### Exercise directions
Could you copy out every line of the data where the word "Interrupted" occurs?

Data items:
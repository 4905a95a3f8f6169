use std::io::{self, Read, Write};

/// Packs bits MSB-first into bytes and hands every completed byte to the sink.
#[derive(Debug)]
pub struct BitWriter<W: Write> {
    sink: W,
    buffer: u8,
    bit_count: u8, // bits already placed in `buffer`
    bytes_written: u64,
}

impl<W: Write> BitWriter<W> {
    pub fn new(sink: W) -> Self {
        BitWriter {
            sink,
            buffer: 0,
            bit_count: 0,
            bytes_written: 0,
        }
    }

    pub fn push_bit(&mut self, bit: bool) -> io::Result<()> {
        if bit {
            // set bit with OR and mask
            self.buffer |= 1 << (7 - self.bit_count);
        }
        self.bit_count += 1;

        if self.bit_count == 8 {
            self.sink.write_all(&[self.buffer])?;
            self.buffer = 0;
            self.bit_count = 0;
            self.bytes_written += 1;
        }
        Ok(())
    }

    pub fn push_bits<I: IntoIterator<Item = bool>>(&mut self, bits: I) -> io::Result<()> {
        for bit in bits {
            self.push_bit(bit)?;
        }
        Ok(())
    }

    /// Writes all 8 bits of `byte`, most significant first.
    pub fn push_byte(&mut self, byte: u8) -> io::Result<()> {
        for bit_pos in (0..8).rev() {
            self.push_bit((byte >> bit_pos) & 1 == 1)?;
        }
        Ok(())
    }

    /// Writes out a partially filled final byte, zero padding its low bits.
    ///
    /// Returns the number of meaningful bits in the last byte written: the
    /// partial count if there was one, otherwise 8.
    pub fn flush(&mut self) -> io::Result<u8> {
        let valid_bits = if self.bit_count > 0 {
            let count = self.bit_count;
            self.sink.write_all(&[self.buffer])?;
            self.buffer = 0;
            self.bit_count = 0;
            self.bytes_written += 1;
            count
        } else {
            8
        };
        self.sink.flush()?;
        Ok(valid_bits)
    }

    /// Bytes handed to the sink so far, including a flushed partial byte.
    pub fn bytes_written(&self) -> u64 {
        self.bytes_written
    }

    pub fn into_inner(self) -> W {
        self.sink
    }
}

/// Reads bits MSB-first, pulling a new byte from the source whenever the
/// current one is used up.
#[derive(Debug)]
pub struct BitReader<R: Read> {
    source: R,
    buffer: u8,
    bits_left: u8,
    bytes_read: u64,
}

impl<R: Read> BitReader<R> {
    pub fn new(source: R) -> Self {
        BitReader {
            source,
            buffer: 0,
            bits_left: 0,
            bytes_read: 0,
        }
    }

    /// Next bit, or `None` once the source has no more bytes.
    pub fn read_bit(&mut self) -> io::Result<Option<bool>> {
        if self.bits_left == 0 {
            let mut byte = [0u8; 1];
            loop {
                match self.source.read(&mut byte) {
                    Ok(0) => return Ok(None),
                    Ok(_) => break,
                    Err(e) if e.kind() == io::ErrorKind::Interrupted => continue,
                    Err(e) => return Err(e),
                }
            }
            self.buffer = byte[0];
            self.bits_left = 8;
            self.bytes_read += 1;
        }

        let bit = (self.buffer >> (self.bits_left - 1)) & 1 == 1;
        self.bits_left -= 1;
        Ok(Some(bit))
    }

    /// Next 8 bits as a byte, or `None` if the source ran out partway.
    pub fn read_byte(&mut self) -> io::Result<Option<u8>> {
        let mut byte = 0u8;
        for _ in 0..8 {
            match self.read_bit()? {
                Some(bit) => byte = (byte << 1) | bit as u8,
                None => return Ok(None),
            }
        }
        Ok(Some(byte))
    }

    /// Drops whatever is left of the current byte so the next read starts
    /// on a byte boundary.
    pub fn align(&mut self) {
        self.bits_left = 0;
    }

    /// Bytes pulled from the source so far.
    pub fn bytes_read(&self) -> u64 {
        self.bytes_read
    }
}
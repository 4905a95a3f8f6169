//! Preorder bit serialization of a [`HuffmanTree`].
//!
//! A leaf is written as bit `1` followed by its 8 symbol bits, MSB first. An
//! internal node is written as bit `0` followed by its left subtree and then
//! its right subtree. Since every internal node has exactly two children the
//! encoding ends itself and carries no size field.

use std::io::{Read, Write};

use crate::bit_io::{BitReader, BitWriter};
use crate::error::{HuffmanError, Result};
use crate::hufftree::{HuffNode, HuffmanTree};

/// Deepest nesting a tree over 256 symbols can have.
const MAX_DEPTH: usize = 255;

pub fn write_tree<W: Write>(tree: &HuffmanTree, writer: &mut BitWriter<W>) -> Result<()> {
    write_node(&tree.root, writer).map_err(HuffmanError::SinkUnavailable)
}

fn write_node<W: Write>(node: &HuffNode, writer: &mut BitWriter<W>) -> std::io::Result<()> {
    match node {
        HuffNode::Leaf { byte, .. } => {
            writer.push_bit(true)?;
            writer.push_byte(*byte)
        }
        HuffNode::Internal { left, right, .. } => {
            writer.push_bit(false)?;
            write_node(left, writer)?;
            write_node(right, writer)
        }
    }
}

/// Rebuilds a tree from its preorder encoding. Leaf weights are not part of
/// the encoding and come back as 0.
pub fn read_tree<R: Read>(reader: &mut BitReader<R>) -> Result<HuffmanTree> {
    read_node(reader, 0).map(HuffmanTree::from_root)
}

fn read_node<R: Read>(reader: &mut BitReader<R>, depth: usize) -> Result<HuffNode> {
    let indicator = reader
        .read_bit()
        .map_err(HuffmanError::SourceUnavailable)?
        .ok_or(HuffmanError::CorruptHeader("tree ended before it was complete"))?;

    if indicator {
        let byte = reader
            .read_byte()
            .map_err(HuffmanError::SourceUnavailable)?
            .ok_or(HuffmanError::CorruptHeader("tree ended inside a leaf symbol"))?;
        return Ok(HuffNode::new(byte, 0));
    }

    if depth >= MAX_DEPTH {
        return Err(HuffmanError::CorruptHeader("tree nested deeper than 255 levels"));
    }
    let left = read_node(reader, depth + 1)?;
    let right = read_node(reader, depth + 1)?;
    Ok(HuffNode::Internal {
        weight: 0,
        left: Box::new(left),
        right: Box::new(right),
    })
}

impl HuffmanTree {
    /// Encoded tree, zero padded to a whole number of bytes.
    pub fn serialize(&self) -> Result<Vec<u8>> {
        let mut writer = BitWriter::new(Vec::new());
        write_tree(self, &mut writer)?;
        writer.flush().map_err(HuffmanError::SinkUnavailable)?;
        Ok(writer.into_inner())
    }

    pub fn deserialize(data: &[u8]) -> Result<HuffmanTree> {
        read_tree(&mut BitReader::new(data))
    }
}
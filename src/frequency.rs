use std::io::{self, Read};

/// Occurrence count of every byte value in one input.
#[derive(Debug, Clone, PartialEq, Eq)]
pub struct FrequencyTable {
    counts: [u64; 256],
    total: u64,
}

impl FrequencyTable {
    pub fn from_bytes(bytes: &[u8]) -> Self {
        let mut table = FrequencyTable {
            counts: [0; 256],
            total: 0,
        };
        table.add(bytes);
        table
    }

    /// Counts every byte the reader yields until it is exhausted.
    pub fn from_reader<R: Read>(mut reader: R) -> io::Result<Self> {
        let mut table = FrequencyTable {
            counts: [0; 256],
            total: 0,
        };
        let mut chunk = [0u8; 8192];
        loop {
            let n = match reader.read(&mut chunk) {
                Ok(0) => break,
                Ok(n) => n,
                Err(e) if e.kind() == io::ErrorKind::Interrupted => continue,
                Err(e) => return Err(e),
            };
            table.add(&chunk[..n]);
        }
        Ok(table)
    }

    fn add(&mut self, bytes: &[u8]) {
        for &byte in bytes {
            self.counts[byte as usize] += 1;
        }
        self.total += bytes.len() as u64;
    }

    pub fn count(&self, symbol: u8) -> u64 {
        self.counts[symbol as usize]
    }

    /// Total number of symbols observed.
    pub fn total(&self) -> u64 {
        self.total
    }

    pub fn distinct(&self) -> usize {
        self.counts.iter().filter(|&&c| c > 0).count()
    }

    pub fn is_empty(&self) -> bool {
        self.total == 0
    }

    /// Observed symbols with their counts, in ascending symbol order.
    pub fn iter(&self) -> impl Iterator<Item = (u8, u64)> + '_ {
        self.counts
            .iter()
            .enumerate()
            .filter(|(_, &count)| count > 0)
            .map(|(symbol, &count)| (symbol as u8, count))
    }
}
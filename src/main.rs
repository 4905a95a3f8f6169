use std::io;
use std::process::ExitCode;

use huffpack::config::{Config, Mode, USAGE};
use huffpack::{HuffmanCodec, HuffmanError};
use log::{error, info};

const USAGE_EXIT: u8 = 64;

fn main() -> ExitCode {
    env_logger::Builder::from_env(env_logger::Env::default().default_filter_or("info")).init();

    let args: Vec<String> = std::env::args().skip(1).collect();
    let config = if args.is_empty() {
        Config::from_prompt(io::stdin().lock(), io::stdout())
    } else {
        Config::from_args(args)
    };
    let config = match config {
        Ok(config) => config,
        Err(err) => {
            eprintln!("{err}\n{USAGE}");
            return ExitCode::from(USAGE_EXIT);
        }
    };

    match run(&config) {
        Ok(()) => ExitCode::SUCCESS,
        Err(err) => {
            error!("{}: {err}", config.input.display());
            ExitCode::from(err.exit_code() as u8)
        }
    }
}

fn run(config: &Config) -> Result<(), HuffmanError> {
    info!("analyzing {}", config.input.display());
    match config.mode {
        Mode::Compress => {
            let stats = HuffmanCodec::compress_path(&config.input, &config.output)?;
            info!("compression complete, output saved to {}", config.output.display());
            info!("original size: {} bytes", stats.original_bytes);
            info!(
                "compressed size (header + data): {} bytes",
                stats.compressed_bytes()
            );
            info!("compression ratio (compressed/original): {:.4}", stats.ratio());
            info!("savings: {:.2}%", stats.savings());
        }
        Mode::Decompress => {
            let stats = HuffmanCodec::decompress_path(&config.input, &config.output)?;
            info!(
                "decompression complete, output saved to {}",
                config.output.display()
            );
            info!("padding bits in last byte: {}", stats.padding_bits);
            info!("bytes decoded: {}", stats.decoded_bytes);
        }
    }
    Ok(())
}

### Solved exercise
                    Err(e) if e.kind() == io::ErrorKind::Interrupted => continue,
                Err(e) if e.kind() == io::ErrorKind::Interrupted => continue,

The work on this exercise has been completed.